▶ [LISTED ENTRIES]:
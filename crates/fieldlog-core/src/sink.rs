//! Output sinks.
//!
//! A sink receives finished lines. Standard output is the only sink a
//! logger uses by default; [`MemorySink`] keeps lines in memory for tests
//! and for callers that forward output elsewhere, and [`WriterSink`] wraps
//! any `io::Write` (stderr, a file, a socket).
//!
//! Each write must be atomic with respect to other calls: two threads
//! emitting concurrently may interleave whole lines, never characters within
//! a line.

use std::io::Write;

use parking_lot::Mutex;

use crate::error::LogResult;

pub trait Sink: Send + Sync {
    /// Write one line and report failures. The sink appends the newline.
    fn try_write_line(&self, line: &str) -> LogResult<()>;

    /// Write one line, swallowing failures. This is what loggers call.
    fn write_line(&self, line: &str) {
        // a closed pipe must not take the caller down
        let _ = self.try_write_line(line);
    }
}

/// Writes to the process's standard output.
///
/// The stdout lock is held for the whole line, which is what makes the line
/// atomic.
#[derive(Debug, Clone, Copy, Default)]
pub struct StdoutSink;

impl Sink for StdoutSink {
    fn try_write_line(&self, line: &str) -> LogResult<()> {
        let stdout = std::io::stdout();
        let mut handle = stdout.lock();
        writeln!(handle, "{}", line)?;
        handle.flush()?;
        Ok(())
    }
}

/// Writes to any writer, one locked write per line.
#[derive(Debug, Default)]
pub struct WriterSink<W> {
    writer: Mutex<W>,
}

impl<W: Write + Send> WriterSink<W> {
    pub fn new(writer: W) -> Self {
        Self {
            writer: Mutex::new(writer),
        }
    }

    pub fn into_inner(self) -> W {
        self.writer.into_inner()
    }
}

impl<W: Write + Send> Sink for WriterSink<W> {
    fn try_write_line(&self, line: &str) -> LogResult<()> {
        let mut writer = self.writer.lock();
        writeln!(writer, "{}", line)?;
        writer.flush()?;
        Ok(())
    }
}

/// Collects lines in memory.
#[derive(Debug, Default)]
pub struct MemorySink {
    lines: Mutex<Vec<String>>,
}

impl MemorySink {
    pub fn new() -> Self {
        Self::default()
    }

    /// Snapshot of every line written so far.
    pub fn lines(&self) -> Vec<String> {
        self.lines.lock().clone()
    }

    /// Remove and return every line written so far.
    pub fn take(&self) -> Vec<String> {
        std::mem::take(&mut *self.lines.lock())
    }

    pub fn len(&self) -> usize {
        self.lines.lock().len()
    }

    pub fn is_empty(&self) -> bool {
        self.lines.lock().is_empty()
    }
}

impl Sink for MemorySink {
    fn try_write_line(&self, line: &str) -> LogResult<()> {
        self.lines.lock().push(line.to_string());
        Ok(())
    }
}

▶ [PROBLEM]: What is needed is each line of the data, printed exactly.

▶ [THE COMPLETED TASK]:
filename crates/fieldlog-core/src/sink.rs
//! Output sinks.
//!
//! A sink receives finished lines. Standard output is the only sink a
//! logger uses by default; [`MemorySink`] keeps lines in memory for tests
//! and for callers that forward output elsewhere, and [`WriterSink`] wraps
//! any `io::Write` (stderr, a file, a socket).
//!
//! Each write must be atomic with respect to other calls: two threads
//! emitting concurrently may interleave whole lines, never characters within
//! a line.

use std::io::Write;

use parking_lot::Mutex;

use crate::error::LogResult;

pub trait Sink: Send + Sync {
    /// Write one line and report failures. The sink appends the newline.
    fn try_write_line(&self, line: &str) -> LogResult<()>;

    /// Write one line, swallowing failures. This is what loggers call.
    fn write_line(&self, line: &str) {
        // a closed pipe must not take the caller down
        let _ = self.try_write_line(line);
    }
}

/// Writes to the process's standard output.
///
/// The stdout lock is held for the whole line, which is what makes the line
/// atomic.
#[derive(Debug, Clone, Copy, Default)]
pub struct StdoutSink;

impl Sink for StdoutSink {
    fn try_write_line(&self, line: &str) -> LogResult<()> {
        let stdout = std::io::stdout();
        let mut handle = stdout.lock();
        writeln!(handle, "{}", line)?;
        handle.flush()?;
        Ok(())
    }
}

/// Writes to any writer, one locked write per line.
#[derive(Debug, Default)]
pub struct WriterSink<W> {
    writer: Mutex<W>,
}

impl<W: Write + Send> WriterSink<W> {
    pub fn new(writer: W) -> Self {
        Self {
            writer: Mutex::new(writer),
        }
    }

    pub fn into_inner(self) -> W {
        self.writer.into_inner()
    }
}

impl<W: Write + Send> Sink for WriterSink<W> {
    fn try_write_line(&self, line: &str) -> LogResult<()> {
        let mut writer = self.writer.lock();
        writeln!(writer, "{}", line)?;
        writer.flush()?;
        Ok(())
    }
}

/// Collects lines in memory.
#[derive(Debug, Default)]
pub struct MemorySink {
    lines: Mutex<Vec<String>>,
}

impl MemorySink {
    pub fn new() -> Self {
        Self::default()
    }

    /// Snapshot of every line written so far.
    pub fn lines(&self) -> Vec<String> {
        self.lines.lock().clone()
    }

    /// Remove and return every line written so far.
    pub fn take(&self) -> Vec<String> {
        std::mem::take(&mut *self.lines.lock())
    }

    pub fn len(&self) -> usize {
        self.lines.lock().len()
    }

    pub fn is_empty(&self) -> bool {
        self.lines.lock().is_empty()
    }
}

impl Sink for MemorySink {
    fn try_write_line(&self, line: &str) -> LogResult<()> {
        self.lines.lock().push(line.to_string());
        Ok(())
    }
}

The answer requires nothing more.